> Task description: Can you quote, word for word, every line from the first line of the records below through the line containing "comments, threaded replies", and nothing else?

> Records provided:

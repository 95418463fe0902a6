//! JSON activity dataset: the export format both stores are seeded from
//!
//! A dataset mirrors the raw collections of the forum: users, questions, and
//! comments. Only some comments are answers; post comments, threaded replies
//! and deleted records are kept in the file but filtered out on read.

use reputation_engine_domain::{
    AnswerRecord, PopulationMember, QuestionRecord, UserAccount, VoteTally,
};
use serde::{Deserialize, Serialize};
use std::collections::{HashMap, HashSet};
use std::path::Path;
use thiserror::Error;
use time::OffsetDateTime;

/// Error type for dataset loading and validation
#[derive(Debug, Error)]
pub enum DatasetError {
    #[error("IO error: {0}")]
    Io(#[from] std::io::Error),
    #[error("Parse error in {file}: {message}")]
    Parse { file: String, message: String },
    #[error("Duplicate {kind} ID '{id}'")]
    DuplicateId { kind: &'static str, id: String },
    #[error("Duplicate username '{username}'")]
    DuplicateUsername { username: String },
    #[error("{kind} '{id}' references unknown author '{author_id}'")]
    UnknownAuthor {
        kind: &'static str,
        id: String,
        author_id: String,
    },
}

/// What a stored comment is attached to
#[derive(Debug, Clone, Copy, Default, PartialEq, Eq, Hash, Serialize, Deserialize)]
#[serde(rename_all = "snake_case")]
pub enum CommentKind {
    /// Answer to a question
    #[default]
    Answer,
    /// Remark on the question itself
    PostComment,
    /// Threaded reply to another comment
    Reply,
}

impl CommentKind {
    pub fn as_str(&self) -> &'static str {
        match self {
            Self::Answer => "answer",
            Self::PostComment => "post_comment",
            Self::Reply => "reply",
        }
    }

    pub fn parse(raw: &str) -> Option<Self> {
        match raw {
            "answer" => Some(Self::Answer),
            "post_comment" => Some(Self::PostComment),
            "reply" => Some(Self::Reply),
            _ => None,
        }
    }
}

#[derive(Debug, Clone, Serialize, Deserialize)]
pub struct StoredQuestion {
    pub id: String,
    pub author_id: String,
    #[serde(default)]
    pub title: String,
    #[serde(default)]
    pub upvote_count: u64,
    #[serde(default)]
    pub downvote_count: u64,
    #[serde(default)]
    pub view_count: u64,
    #[serde(default)]
    pub reply_count: u64,
    #[serde(default)]
    pub tags: Vec<String>,
    #[serde(default)]
    pub is_solved: bool,
    #[serde(default)]
    pub is_deleted: bool,
    #[serde(with = "time::serde::rfc3339")]
    pub created_at: OffsetDateTime,
}

impl StoredQuestion {
    pub fn to_record(&self) -> QuestionRecord {
        QuestionRecord {
            id: self.id.clone(),
            author_id: self.author_id.clone(),
            title: self.title.clone(),
            upvote_count: self.upvote_count,
            downvote_count: self.downvote_count,
            view_count: self.view_count,
            reply_count: self.reply_count,
            tags: self.tags.clone(),
            is_solved: self.is_solved,
            created_at: self.created_at,
        }
    }
}

#[derive(Debug, Clone, Serialize, Deserialize)]
pub struct StoredComment {
    pub id: String,
    pub author_id: String,
    /// Question the comment belongs to
    pub post_id: String,
    #[serde(default)]
    pub kind: CommentKind,
    #[serde(default)]
    pub parent_id: Option<String>,
    #[serde(default)]
    pub upvote_count: u64,
    #[serde(default)]
    pub downvote_count: u64,
    #[serde(default)]
    pub is_accepted: bool,
    #[serde(default)]
    pub is_deleted: bool,
    #[serde(with = "time::serde::rfc3339")]
    pub created_at: OffsetDateTime,
}

impl StoredComment {
    /// Top-level, live answer
    pub fn is_answer(&self) -> bool {
        self.kind == CommentKind::Answer && self.parent_id.is_none() && !self.is_deleted
    }

    pub fn to_record(&self) -> AnswerRecord {
        AnswerRecord {
            id: self.id.clone(),
            author_id: self.author_id.clone(),
            question_id: self.post_id.clone(),
            upvote_count: self.upvote_count,
            downvote_count: self.downvote_count,
            is_accepted: self.is_accepted,
            created_at: self.created_at,
        }
    }
}

/// A complete activity export
#[derive(Debug, Clone, Default, Serialize, Deserialize)]
pub struct Dataset {
    #[serde(default)]
    pub users: Vec<UserAccount>,
    #[serde(default)]
    pub questions: Vec<StoredQuestion>,
    #[serde(default)]
    pub comments: Vec<StoredComment>,
}

impl Dataset {
    /// Parse and validate a dataset from a JSON file
    pub fn from_path(path: impl AsRef<Path>) -> Result<Self, DatasetError> {
        let path = path.as_ref();
        let content = std::fs::read_to_string(path)?;
        let dataset = Self::from_json_str(&content).map_err(|e| match e {
            DatasetError::Parse { message, .. } => DatasetError::Parse {
                file: path.display().to_string(),
                message,
            },
            other => other,
        })?;

        tracing::info!(
            path = %path.display(),
            users = dataset.users.len(),
            questions = dataset.questions.len(),
            comments = dataset.comments.len(),
            "Loaded dataset"
        );

        Ok(dataset)
    }

    /// Parse and validate a dataset from JSON text
    pub fn from_json_str(content: &str) -> Result<Self, DatasetError> {
        let dataset: Self = serde_json::from_str(content).map_err(|e| DatasetError::Parse {
            file: "<inline>".to_string(),
            message: e.to_string(),
        })?;
        dataset.validate()?;
        Ok(dataset)
    }

    /// Check ID uniqueness and that every record has a known author
    pub fn validate(&self) -> Result<(), DatasetError> {
        let mut user_ids = HashSet::new();
        let mut usernames = HashSet::new();
        for user in &self.users {
            if !user_ids.insert(user.id.as_str()) {
                return Err(DatasetError::DuplicateId {
                    kind: "user",
                    id: user.id.clone(),
                });
            }
            if !usernames.insert(user.username.to_ascii_lowercase()) {
                return Err(DatasetError::DuplicateUsername {
                    username: user.username.clone(),
                });
            }
        }

        let mut question_ids = HashSet::new();
        for q in &self.questions {
            if !question_ids.insert(q.id.as_str()) {
                return Err(DatasetError::DuplicateId {
                    kind: "question",
                    id: q.id.clone(),
                });
            }
            if !user_ids.contains(q.author_id.as_str()) {
                return Err(DatasetError::UnknownAuthor {
                    kind: "question",
                    id: q.id.clone(),
                    author_id: q.author_id.clone(),
                });
            }
        }

        let mut comment_ids = HashSet::new();
        for c in &self.comments {
            if !comment_ids.insert(c.id.as_str()) {
                return Err(DatasetError::DuplicateId {
                    kind: "comment",
                    id: c.id.clone(),
                });
            }
            if !user_ids.contains(c.author_id.as_str()) {
                return Err(DatasetError::UnknownAuthor {
                    kind: "comment",
                    id: c.id.clone(),
                    author_id: c.author_id.clone(),
                });
            }
        }

        Ok(())
    }

    pub fn find_user(&self, user_id: &str) -> Option<&UserAccount> {
        self.users.iter().find(|u| u.id == user_id)
    }

    pub fn find_user_by_username(&self, username: &str) -> Option<&UserAccount> {
        self.users
            .iter()
            .find(|u| u.username.eq_ignore_ascii_case(username))
    }

    /// Live questions by the user
    pub fn questions_by(&self, user_id: &str) -> Vec<QuestionRecord> {
        self.questions
            .iter()
            .filter(|q| q.author_id == user_id && !q.is_deleted)
            .map(StoredQuestion::to_record)
            .collect()
    }

    /// Live top-level answers by the user
    pub fn answers_by(&self, user_id: &str) -> Vec<AnswerRecord> {
        self.comments
            .iter()
            .filter(|c| c.author_id == user_id && c.is_answer())
            .map(StoredComment::to_record)
            .collect()
    }

    /// Every user with their aggregates, in user ID order
    pub fn population(&self) -> Vec<PopulationMember> {
        let mut members: HashMap<&str, PopulationMember> = self
            .users
            .iter()
            .map(|u| {
                (
                    u.id.as_str(),
                    PopulationMember {
                        user: u.clone(),
                        tally: VoteTally::default(),
                        question_count: 0,
                        answer_count: 0,
                        total_views: 0,
                    },
                )
            })
            .collect();

        for q in self.questions.iter().filter(|q| !q.is_deleted) {
            if let Some(member) = members.get_mut(q.author_id.as_str()) {
                member.tally = member
                    .tally
                    .merge(VoteTally::from_records(&[q.to_record()], &[]));
                member.question_count += 1;
                member.total_views = member.total_views.saturating_add(q.view_count);
            }
        }

        for c in self.comments.iter().filter(|c| c.is_answer()) {
            if let Some(member) = members.get_mut(c.author_id.as_str()) {
                member.tally = member
                    .tally
                    .merge(VoteTally::from_records(&[], &[c.to_record()]));
                member.answer_count += 1;
            }
        }

        let mut members: Vec<_> = members.into_values().collect();
        members.sort_by(|a, b| a.user.id.cmp(&b.user.id));
        members
    }

    /// Reputation of every user
    pub fn reputation_scores(&self) -> Vec<u64> {
        self.population().iter().map(|m| m.reputation()).collect()
    }
}

#[cfg(test)]
pub(crate) mod test_support {
    use super::*;
    use time::Duration;

    fn at(days: i64) -> OffsetDateTime {
        OffsetDateTime::UNIX_EPOCH + Duration::days(days)
    }

    pub(crate) fn user(id: &str, username: &str) -> UserAccount {
        UserAccount {
            id: id.to_string(),
            username: username.to_string(),
            display_name: Some(username.to_uppercase()),
            created_at: at(1),
        }
    }

    pub(crate) fn question(
        id: &str,
        author: &str,
        upvotes: u64,
        downvotes: u64,
        views: u64,
        tags: &[&str],
    ) -> StoredQuestion {
        StoredQuestion {
            id: id.to_string(),
            author_id: author.to_string(),
            title: format!("Question {}", id),
            upvote_count: upvotes,
            downvote_count: downvotes,
            view_count: views,
            reply_count: 1,
            tags: tags.iter().map(|t| t.to_string()).collect(),
            is_solved: false,
            is_deleted: false,
            created_at: at(10 + upvotes as i64),
        }
    }

    pub(crate) fn comment(
        id: &str,
        author: &str,
        post_id: &str,
        upvotes: u64,
        accepted: bool,
    ) -> StoredComment {
        StoredComment {
            id: id.to_string(),
            author_id: author.to_string(),
            post_id: post_id.to_string(),
            kind: CommentKind::Answer,
            parent_id: None,
            upvote_count: upvotes,
            downvote_count: 0,
            is_accepted: accepted,
            is_deleted: false,
            created_at: at(20),
        }
    }

    /// alice: 5 up / 1 down question, accepted answer with 2 up -> 83
    /// bob: one unvoted question with 17 views -> 0
    /// carol: no activity -> 0
    /// Deleted and non-answer records would add to alice if counted.
    pub(crate) fn sample_dataset() -> Dataset {
        let mut deleted_question = question("q-del", "u1", 50, 0, 1000, &["rust"]);
        deleted_question.is_deleted = true;

        let mut post_comment = comment("c-post", "u1", "q2", 30, false);
        post_comment.kind = CommentKind::PostComment;

        let mut reply = comment("c-reply", "u1", "q2", 30, false);
        reply.parent_id = Some("c1".to_string());

        let mut deleted_answer = comment("c-del", "u1", "q2", 30, true);
        deleted_answer.is_deleted = true;

        Dataset {
            users: vec![user("u1", "alice"), user("u2", "Bob"), user("u3", "carol")],
            questions: vec![
                question("q1", "u1", 5, 1, 120, &["rust", "async"]),
                question("q2", "u2", 0, 0, 17, &["python"]),
                deleted_question,
            ],
            comments: vec![
                comment("c1", "u1", "q2", 2, true),
                post_comment,
                reply,
                deleted_answer,
            ],
        }
    }
}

> Answer to this task:
repository 95418463fe0902a6
//! JSON activity dataset: the export format both stores are seeded from
//!
//! A dataset mirrors the raw collections of the forum: users, questions, and
//! comments. Only some comments are answers; post comments, threaded replies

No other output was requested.